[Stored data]
════════
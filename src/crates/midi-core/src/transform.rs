//! Deterministic track transforms used to build remix layers
//!
//! Every transform takes an owned track and returns a new one. Events that a
//! transform does not concern pass through untouched.

use crate::event::{Event, MidiFile, TimedEvent, Track};

fn map_events<F>(track: Track, mut f: F) -> Track
where
    F: FnMut(TimedEvent) -> TimedEvent,
{
    Track::from_events(track.into_events().into_iter().map(&mut f).collect())
}

fn map_pitch<F>(track: Track, f: F) -> Track
where
    F: Fn(u8) -> u8,
{
    map_events(track, |mut timed| {
        match &mut timed.event {
            Event::NoteOn { pitch, .. } | Event::NoteOff { pitch, .. } => *pitch = f(*pitch),
            _ => {}
        }
        timed
    })
}

fn clamp_pitch(value: i32) -> u8 {
    value.clamp(0, 127) as u8
}

/// Shift every note by `semitones`, clamped to the MIDI range.
pub fn transpose(track: Track, semitones: i32) -> Track {
    map_pitch(track, |pitch| clamp_pitch(i32::from(pitch) + semitones))
}

/// Mirror every note around `pivot` (60 is middle C), clamped to the MIDI range.
pub fn invert(track: Track, pivot: u8) -> Track {
    let pivot = i32::from(pivot);
    map_pitch(track, |pitch| clamp_pitch(2 * pivot - i32::from(pitch)))
}

/// Scale every tick by `factor`, rounding to the nearest tick.
///
/// Non-positive or non-finite factors leave the track unchanged.
pub fn stretch(track: Track, factor: f64) -> Track {
    if !factor.is_finite() || factor <= 0.0 {
        return track;
    }
    map_events(track, |mut timed| {
        let scaled = (f64::from(timed.tick) * factor).round();
        timed.tick = scaled.min(f64::from(u32::MAX)) as u32;
        timed
    })
}

/// Re-time a track recorded at division `from` for a file at division `to`.
pub fn rescale_division(track: Track, from: u16, to: u16) -> Track {
    if from == to || from == 0 {
        return track;
    }
    map_events(track, |mut timed| {
        let scaled = u64::from(timed.tick) * u64::from(to) / u64::from(from);
        timed.tick = u32::try_from(scaled).unwrap_or(u32::MAX);
        timed
    })
}

/// Give every sounding note the same velocity (1..=127).
pub fn with_velocity(track: Track, velocity: u8) -> Track {
    let velocity = velocity.clamp(1, 127);
    map_events(track, |mut timed| {
        if let Event::NoteOn { velocity: v, .. } = &mut timed.event {
            *v = velocity;
        }
        timed
    })
}

/// Prepend a program change on `channel` at tick 0.
pub fn with_program(track: Track, channel: u8, program: u8) -> Track {
    let mut events = vec![TimedEvent::new(
        0,
        Event::ProgramChange {
            channel: channel & 0x0F,
            program: program & 0x7F,
        },
    )];
    events.extend(track.into_events());
    Track::from_events(events)
}

/// Index of the track with the most note-on events; the first wins ties.
pub fn melody_track(file: &MidiFile) -> Option<usize> {
    file.tracks
        .iter()
        .enumerate()
        .filter(|(_, track)| track.note_on_count() > 0)
        .fold(None, |best: Option<(usize, usize)>, (index, track)| {
            let count = track.note_on_count();
            match best {
                Some((_, best_count)) if best_count >= count => best,
                _ => Some((index, count)),
            }
        })
        .map(|(index, _)| index)
}

#[cfg(test)]
mod tests {
    use super::*;
    use crate::event::Format;

    fn line() -> Track {
        Track::from_deltas(vec![
            (0, Event::track_name("line")),
            (0, Event::NoteOn { channel: 0, pitch: 62, velocity: 90 }),
            (100, Event::NoteOff { channel: 0, pitch: 62 }),
            (0, Event::NoteOn { channel: 0, pitch: 120, velocity: 40 }),
            (50, Event::NoteOff { channel: 0, pitch: 120 }),
        ])
    }

    fn pitches(track: &Track) -> Vec<u8> {
        track
            .iter()
            .filter_map(|e| match e.event {
                Event::NoteOn { pitch, .. } | Event::NoteOff { pitch, .. } => Some(pitch),
                _ => None,
            })
            .collect()
    }

    #[test]
    fn test_transpose_clamps() {
        assert_eq!(pitches(&transpose(line(), 10)), vec![72, 72, 127, 127]);
        assert_eq!(pitches(&transpose(line(), -2)), vec![60, 60, 118, 118]);
    }

    #[test]
    fn test_invert_around_middle_c() {
        assert_eq!(pitches(&invert(line(), 60)), vec![58, 58, 0, 0]);
    }

    #[test]
    fn test_stretch_scales_ticks() {
        let ticks: Vec<_> = stretch(line(), 1.3).iter().map(|e| e.tick).collect();
        assert_eq!(ticks, vec![0, 0, 130, 130, 195]);
        assert_eq!(stretch(line(), 0.0), line());
    }

    #[test]
    fn test_rescale_division() {
        let ticks: Vec<_> = rescale_division(line(), 96, 480)
            .iter()
            .map(|e| e.tick)
            .collect();
        assert_eq!(ticks, vec![0, 0, 500, 500, 750]);
    }

    #[test]
    fn test_with_velocity_and_program() {
        let track = with_program(with_velocity(line(), 55), 2, 4);
        assert_eq!(
            track.events()[0].event,
            Event::ProgramChange { channel: 2, program: 4 }
        );
        assert!(track
            .iter()
            .all(|e| !matches!(e.event, Event::NoteOn { velocity, .. } if velocity != 55)));
    }

    #[test]
    fn test_melody_track_picks_busiest() {
        let drums = Track::from_deltas(vec![(0, Event::NoteOn { channel: 9, pitch: 36, velocity: 100 })]);
        let file = MidiFile::with_tracks(Format::Parallel, 96, vec![Track::new(), drums, line(), line()]);
        assert_eq!(melody_track(&file), Some(2));
        assert_eq!(melody_track(&MidiFile::new(Format::Parallel, 96)), None);
    }
}
use anyhow::{Context, Result};
use clap::{Parser, ValueEnum};
use std::fs;
use std::path::PathBuf;
use tracing::{debug, info, warn};
use tracing_subscriber::EnvFilter;

use midi_core::MidiFile;
use midi_to_strudel::{ConvertConfig, Layout, VoicePriority};

#[derive(Parser, Debug)]
#[command(name = "midi-to-strudel")]
#[command(about = "Convert MIDI tracks to Strudel trigger/sustain/rest sequences", long_about = None)]
struct Args {
    /// Path to the MIDI file (default: uses first .mid file in current directory)
    #[arg(short, long)]
    midi: Option<PathBuf>,

    /// Output file path (default: `<midi-name>.strudel`)
    #[arg(short, long)]
    output: Option<PathBuf>,

    /// Print output to stdout instead of file
    #[arg(long)]
    stdout: bool,

    /// Suppress informational messages (only errors)
    #[arg(short, long)]
    quiet: bool,

    /// Show debug messages
    #[arg(short, long, conflicts_with = "quiet")]
    verbose: bool,

    /// JSON file with conversion settings; flags below override it
    #[arg(long)]
    config: Option<PathBuf>,

    /// Grid cells per quarter note (4 gives sixteenth notes)
    #[arg(short = 'g', long)]
    cells_per_quarter: Option<u32>,

    /// Cells per output line
    #[arg(short, long)]
    bar_cells: Option<usize>,

    /// Only print sequences longer than this many cells
    #[arg(long)]
    min_cells: Option<usize>,

    /// Which note represents a cell when several are sounding
    #[arg(long, value_enum)]
    voice: Option<VoiceArg>,

    /// Print the marker line and token lines only
    #[arg(long)]
    bare: bool,

    /// Emit the reduced tracks as JSON
    #[arg(long)]
    json: bool,
}

#[derive(Clone, Copy, Debug, ValueEnum)]
enum VoiceArg {
    Highest,
    Lowest,
    MostRecent,
}

impl From<VoiceArg> for VoicePriority {
    fn from(arg: VoiceArg) -> Self {
        match arg {
            VoiceArg::Highest => VoicePriority::Highest,
            VoiceArg::Lowest => VoicePriority::Lowest,
            VoiceArg::MostRecent => VoicePriority::MostRecent,
        }
    }
}

fn main() -> Result<()> {
    let args = Args::parse();
    init_logging(args.quiet, args.verbose);

    let config = build_config(&args)?;

    // Find MIDI file
    let midi_path = if let Some(path) = args.midi.clone() {
        if !path.exists() {
            anyhow::bail!("MIDI file not found: {}", path.display());
        }
        path
    } else {
        find_first_midi_file()?
    };

    // Determine output path (use .strudel extension)
    let output_path = if let Some(path) = args.output.clone() {
        path
    } else {
        let stem = midi_path
            .file_stem()
            .and_then(|s| s.to_str())
            .unwrap_or("output");
        let extension = if args.json { "json" } else { "strudel" };
        PathBuf::from(format!("{}.{}", stem, extension))
    };

    info!("Processing MIDI file: {}", midi_path.display());

    let file = MidiFile::read(&midi_path)
        .with_context(|| format!("Failed to parse MIDI file: {}", midi_path.display()))?;
    for failure in &file.track_errors {
        warn!("Skipped {}", failure);
    }

    let reducer = config.reducer(file.division);
    debug!(grid_step = reducer.grid_step(), policy = ?reducer.policy(), "reducer ready");
    let encoder = config.encoder();
    let output = if args.json {
        encoder
            .build_output_json(&file, &reducer)
            .context("Failed to serialize JSON output")?
    } else {
        encoder.build_output(&file, &reducer)
    };

    if args.stdout {
        println!("{}", output);
    } else {
        fs::write(&output_path, format!("{}\n", output))
            .with_context(|| format!("Failed to write {}", output_path.display()))?;
        info!("Output saved to {}", output_path.display());
    }

    Ok(())
}

fn build_config(args: &Args) -> Result<ConvertConfig> {
    let mut config = match &args.config {
        Some(path) => ConvertConfig::from_file(path)?,
        None => ConvertConfig::default(),
    };

    if let Some(cells) = args.cells_per_quarter {
        config.cells_per_quarter = cells;
    }
    if let Some(bar_cells) = args.bar_cells {
        config.bar_cells = bar_cells;
    }
    if let Some(min_cells) = args.min_cells {
        config.min_cells = min_cells;
    }
    if let Some(voice) = args.voice {
        config.policy.voice = voice.into();
    }
    if args.bare {
        config.layout = Layout::Bare;
    }

    Ok(config)
}

fn init_logging(quiet: bool, verbose: bool) {
    let default_level = if quiet {
        "error"
    } else if verbose {
        "debug"
    } else {
        "info"
    };
    let filter = EnvFilter::try_from_default_env().unwrap_or_else(|_| EnvFilter::new(default_level));

    tracing_subscriber::fmt()
        .with_env_filter(filter)
        .with_writer(std::io::stderr)
        .with_target(false)
        .init();
}

fn find_first_midi_file() -> Result<PathBuf> {
    let entries = fs::read_dir(".").context("Failed to read current directory")?;

    for entry in entries {
        let entry = entry?;
        let path = entry.path();

        if matches!(
            path.extension().and_then(|s| s.to_str()),
            Some("mid") | Some("midi")
        ) {
            return Ok(path);
        }
    }

    anyhow::bail!("No MIDI files found in current directory")
}
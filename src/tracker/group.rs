use super::classify::classify;
use super::domain::{ApplicationRecord, Stage};

/// The three display columns of the board, each preserving the relative
/// order of the fetched records.
#[derive(Debug, Clone, Default, PartialEq, Eq)]
pub struct GroupedApplications {
    pub submitted: Vec<ApplicationRecord>,
    pub interview_and_assessment: Vec<ApplicationRecord>,
    pub rejected: Vec<ApplicationRecord>,
}

impl GroupedApplications {
    pub fn total(&self) -> usize {
        self.submitted.len() + self.interview_and_assessment.len() + self.rejected.len()
    }

    pub fn is_empty(&self) -> bool {
        self.total() == 0
    }
}

/// Partition records into the display columns.
///
/// `Interview` and `OnlineAssessment` share a column; the distinct stage
/// stays derivable per record via [`classify`]. Records whose label matches
/// no synonym are excluded from every column, and that drop is the single
/// policy for unclassifiable records throughout the board (the card badge
/// re-derives the stage instead of falling back to `Submitted`).
pub fn group(records: impl IntoIterator<Item = ApplicationRecord>) -> GroupedApplications {
    let mut grouped = GroupedApplications::default();
    for record in records {
        match classify(record.raw_label.as_deref()) {
            Some(Stage::Submitted) => grouped.submitted.push(record),
            Some(Stage::Interview) | Some(Stage::OnlineAssessment) => {
                grouped.interview_and_assessment.push(record)
            }
            Some(Stage::Rejected) => grouped.rejected.push(record),
            None => {}
        }
    }
    grouped
}
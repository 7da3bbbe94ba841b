use serde::{Deserialize, Serialize};
use serde_json::Value;
use std::fmt;
use tracing::warn;

/// Fixed classification buckets an application can land in. Derived from the
/// record's free-text label, never persisted.
#[derive(Debug, Clone, Copy, PartialEq, Eq, Hash, Serialize, Deserialize)]
pub enum Stage {
    Submitted,
    Interview,
    OnlineAssessment,
    Rejected,
}

impl fmt::Display for Stage {
    fn fmt(&self, f: &mut fmt::Formatter<'_>) -> fmt::Result {
        let name = match self {
            Stage::Submitted => "Submitted",
            Stage::Interview => "Interview",
            Stage::OnlineAssessment => "Online assessment",
            Stage::Rejected => "Rejected",
        };
        f.write_str(name)
    }
}

/// One application entry as returned by the remote classification service.
/// Read-only on this side; `id` is the only identity we rely on.
#[derive(Debug, Clone, PartialEq, Eq, Serialize, Deserialize)]
pub struct ApplicationRecord {
    pub id: String,
    #[serde(default)]
    pub company: Option<String>,
    #[serde(default)]
    pub role: Option<String>,
    #[serde(default)]
    pub date: String,
    #[serde(default, rename = "predicted_label")]
    pub raw_label: Option<String>,
}

impl ApplicationRecord {
    /// Company display name with the placeholder applied.
    pub fn company_display(&self) -> &str {
        match self.company.as_deref() {
            Some(name) if !name.trim().is_empty() => name,
            _ => "Unknown company",
        }
    }
}

/// Coerce a fetched JSON body into records.
///
/// A non-array body becomes the empty list rather than an error; individual
/// items that fail validation (not an object, missing or empty `id`) are
/// skipped so one malformed entry cannot poison the whole response.
pub fn records_from_value(body: Value) -> Vec<ApplicationRecord> {
    let Value::Array(items) = body else {
        warn!("tracker payload was not an array; treating as empty");
        return Vec::new();
    };

    let mut records = Vec::with_capacity(items.len());
    for item in items {
        match serde_json::from_value::<ApplicationRecord>(item) {
            Ok(record) if record.id.trim().is_empty() => {
                warn!("skipping tracker record with empty id");
            }
            Ok(record) => records.push(record),
            Err(err) => {
                warn!("skipping malformed tracker record: {err}");
            }
        }
    }
    records
}

#[cfg(test)]
mod tests {
    use super::*;
    use serde_json::json;

    #[test]
    fn coerces_non_array_body_to_empty() {
        assert!(records_from_value(json!({})).is_empty());
        assert!(records_from_value(json!("applied")).is_empty());
        assert!(records_from_value(Value::Null).is_empty());
    }

    #[test]
    fn parses_well_formed_items() {
        let records = records_from_value(json!([
            {
                "id": "1",
                "company": "Acme",
                "date": "2024-01-01",
                "predicted_label": "Applied",
                "role": "Backend Engineer"
            }
        ]));
        assert_eq!(records.len(), 1);
        assert_eq!(records[0].id, "1");
        assert_eq!(records[0].company.as_deref(), Some("Acme"));
        assert_eq!(records[0].role.as_deref(), Some("Backend Engineer"));
        assert_eq!(records[0].raw_label.as_deref(), Some("Applied"));
    }

    #[test]
    fn skips_items_without_usable_id() {
        let records = records_from_value(json!([
            { "company": "Acme", "date": "2024-01-01", "predicted_label": "Applied" },
            { "id": "  ", "company": "Beta", "date": "2024-01-02" },
            { "id": "3", "company": "Gamma", "date": "2024-01-03" }
        ]));
        assert_eq!(records.len(), 1);
        assert_eq!(records[0].id, "3");
    }

    #[test]
    fn skips_non_object_items_but_keeps_the_rest() {
        let records = records_from_value(json!([
            "not a record",
            { "id": "7", "company": "Delta", "date": "2024-02-01" }
        ]));
        assert_eq!(records.len(), 1);
        assert_eq!(records[0].id, "7");
    }

    #[test]
    fn tolerates_missing_optional_fields() {
        let records = records_from_value(json!([{ "id": "9" }]));
        assert_eq!(records.len(), 1);
        assert!(records[0].company.is_none());
        assert!(records[0].role.is_none());
        assert!(records[0].raw_label.is_none());
        assert_eq!(records[0].date, "");
    }

    #[test]
    fn company_display_falls_back_to_placeholder() {
        let records = records_from_value(json!([
            { "id": "1", "date": "2024-01-01" },
            { "id": "2", "company": "   ", "date": "2024-01-02" },
            { "id": "3", "company": "Acme", "date": "2024-01-03" }
        ]));
        assert_eq!(records[0].company_display(), "Unknown company");
        assert_eq!(records[1].company_display(), "Unknown company");
        assert_eq!(records[2].company_display(), "Acme");
    }
}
════════
Action item: Go through the records above, find each line with the string "super", and copy it.

Finished exercise:
    use super::*;
use super::classify::classify;
use super::domain::{ApplicationRecord, Stage};
    use super::*;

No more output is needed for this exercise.